The Rise of the Deinfluencers: Perceived Similarity and Anticipated Emotions in Advocating Mindful Consumption on Social Media

The Rise of the Deinfluencers: Perceived Similarity and Anticipated Emotions in Advocating Mindful Consumption on Social Media

Summary

This paper examines how deinfluencers — creators who discourage purchases and promote simpler, sustainable living — affect consumers’ mindful consumption. Drawing on social cognitive theory, the authors propose and test a model across four studies. Key mechanisms are perceived homophily (similarity) with the deinfluencer and anticipated self-conscious emotions (pride and guilt). These psychological pathways predict mindful consumption intentions, which in turn predict willingness to pay more for sustainable products, engagement with deinfluencer content, and actual mindful consumption behaviour.

Key Points

  • Consumers report greater attitudinal and value homophily with deinfluencers than with traditional influencers.
  • Perceived homophily activates anticipated pride and anticipated guilt, which mediate increased intentions for mindful consumption.
  • Mindful consumption intentions predict both willingness to pay a premium for sustainably produced offerings and intentions to engage with deinfluencer content.
  • Study 4 shows the model translates beyond intentions: pathways lead to measurable, real-world mindful consumption behaviour.
  • The research advances influencer marketing literature by identifying deinfluencers as an emergent force for anti-consumption and sustainability advocacy.

Context and relevance

As sustainability and conscious buying move up consumer agendas, the deinfluencer phenomenon reframes influencer power: not to sell, but to slow consumption.

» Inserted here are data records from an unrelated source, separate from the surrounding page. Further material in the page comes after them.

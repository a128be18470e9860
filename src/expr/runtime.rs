//! Async expression evaluator.
//!
//! Evaluation is re-entrant: the concurrent builtins evaluate callbacks
//! against the same context object simultaneously, which only ever reads
//! the shared core scope and the self object.

use super::context::RuntimeContext;
use super::error::ExprError;
use super::parser::{self, Expr, Literal};
use super::value::Value;
use futures_util::future::BoxFuture;

/// Evaluate a parsed expression against a context.
pub fn eval<'a>(
    expr: &'a Expr,
    ctx: &'a RuntimeContext,
) -> BoxFuture<'a, Result<Value, ExprError>> {
    Box::pin(async move {
        match expr {
            Expr::Literal(literal) => Ok(literal_value(literal)),
            Expr::Ident(name) => ctx.get(name),
            Expr::Call { name, args } => {
                // `let` is a binding form: its first argument is a name,
                // not a value, so it cannot go through normal call
                // evaluation.
                if name == "let" {
                    return eval_let(args, ctx).await;
                }
                let callee = ctx.get(name)?;
                let Value::Method(method) = callee else {
                    return Err(ExprError::Type(format!(
                        "`{name}` is not callable (found {})",
                        callee.type_name()
                    )));
                };
                let mut values = Vec::with_capacity(args.len());
                for arg in args {
                    values.push(eval(arg, ctx).await?);
                }
                method(ctx.clone(), values).await
            }
        }
    })
}

/// Parse and evaluate an expression source string.
pub async fn eval_source(source: &str, ctx: &RuntimeContext) -> Result<Value, ExprError> {
    let expr = parser::parse(source)?;
    eval(&expr, ctx).await
}

/// `let(name, value)`: bind `name` in the calling context's local scope
/// and return the bound value.
async fn eval_let(args: &[Expr], ctx: &RuntimeContext) -> Result<Value, ExprError> {
    let [Expr::Ident(name), value_expr] = args else {
        return Err(ExprError::Type(
            "let expects (name, value) with a plain identifier name".to_string(),
        ));
    };
    let value = eval(value_expr, ctx).await?;
    ctx.bind(name.clone(), value.clone());
    Ok(value)
}

fn literal_value(literal: &Literal) -> Value {
    match literal {
        Literal::Str(s) => Value::Str(s.clone()),
        Literal::Int(n) => Value::Int(*n),
        Literal::Float(f) => Value::Float(*f),
        Literal::Bool(b) => Value::Bool(*b),
        Literal::Date(d) => Value::Date(*d),
    }
}

#[cfg(test)]
mod tests {
    use super::*;
    use crate::expr::builtins;

    fn ctx() -> RuntimeContext {
        RuntimeContext::new(builtins::core_bindings())
    }

    #[tokio::test]
    async fn evaluates_literals() {
        assert_eq!(
            eval_source("'hello'", &ctx()).await.unwrap(),
            Value::Str("hello".into())
        );
        assert_eq!(eval_source("42", &ctx()).await.unwrap(), Value::Int(42));
    }

    #[tokio::test]
    async fn let_binds_into_calling_context() {
        let ctx = ctx();
        assert_eq!(
            eval_source("let(x, 3)", &ctx).await.unwrap(),
            Value::Int(3)
        );
        assert_eq!(eval_source("x", &ctx).await.unwrap(), Value::Int(3));
    }

    #[tokio::test]
    async fn calling_a_non_function_is_a_type_error() {
        let ctx = ctx();
        ctx.bind("n", Value::Int(1));
        let err = eval_source("n(2)", &ctx).await.unwrap_err();
        assert!(matches!(err, ExprError::Type(_)), "got {err}");
    }

    #[tokio::test]
    async fn unbound_identifier_fails_with_not_found() {
        let err = eval_source("nothing", &ctx()).await.unwrap_err();
        assert!(matches!(err, ExprError::NotFound(name) if name == "nothing"));
    }
}
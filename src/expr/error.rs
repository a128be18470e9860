//! Expression evaluation error types.

use thiserror::Error;

/// Errors raised while tokenizing, parsing or evaluating a `${...}`
/// expression.
#[derive(Debug, Error)]
pub enum ExprError {
    /// Malformed expression source. Carries the offending source text and
    /// the byte offset the tokenizer or parser stopped at.
    #[error("syntax error in `{source_text}` at byte {offset}: {message}")]
    Syntax {
        source_text: String,
        offset: usize,
        message: String,
    },

    /// An identifier or dictionary key that is bound nowhere in the
    /// current context.
    #[error("could not find \"{0}\" in the current context")]
    NotFound(String),

    #[error("type error: {0}")]
    Type(String),

    #[error("`{name}` expects {expected} argument(s), got {got}")]
    Arity {
        name: &'static str,
        expected: usize,
        got: usize,
    },

    /// Failure inside a callable value, e.g. a template compilation
    /// invoked from an expression.
    #[error(transparent)]
    Other(#[from] anyhow::Error),
}

impl ExprError {
    pub fn syntax(source_text: &str, offset: usize, message: impl Into<String>) -> Self {
        ExprError::Syntax {
            source_text: source_text.to_string(),
            offset,
            message: message.into(),
        }
    }
}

This paper links established theories (homophily, anticipated pride/guilt, social cognitive theory) to modern social media dynamics, showing emotional self-regulation is a plausible route from online messaging to real buying behaviour.

Author style

Punchy — the authors pack experimental and real-world evidence into a concise model. If you work in marketing, sustainability comms or social media research, this study flags a strategic shift: creators can drive less buying, not more. Read the details if you need solid, theory-backed insight rather than trend chatter.

Why should I read this?

Want to know why some creators are telling people to buy less — and why followers actually listen? This paper shows the psychological nuts-and-bolts: feeling similar to a deinfluencer sparks pride and guilt that nudge people toward mindful choices. Short version: it’s not just a TikTok fad — there are repeatable mechanisms here worth knowing if you care about sustainable marketing or community-driven behaviour change.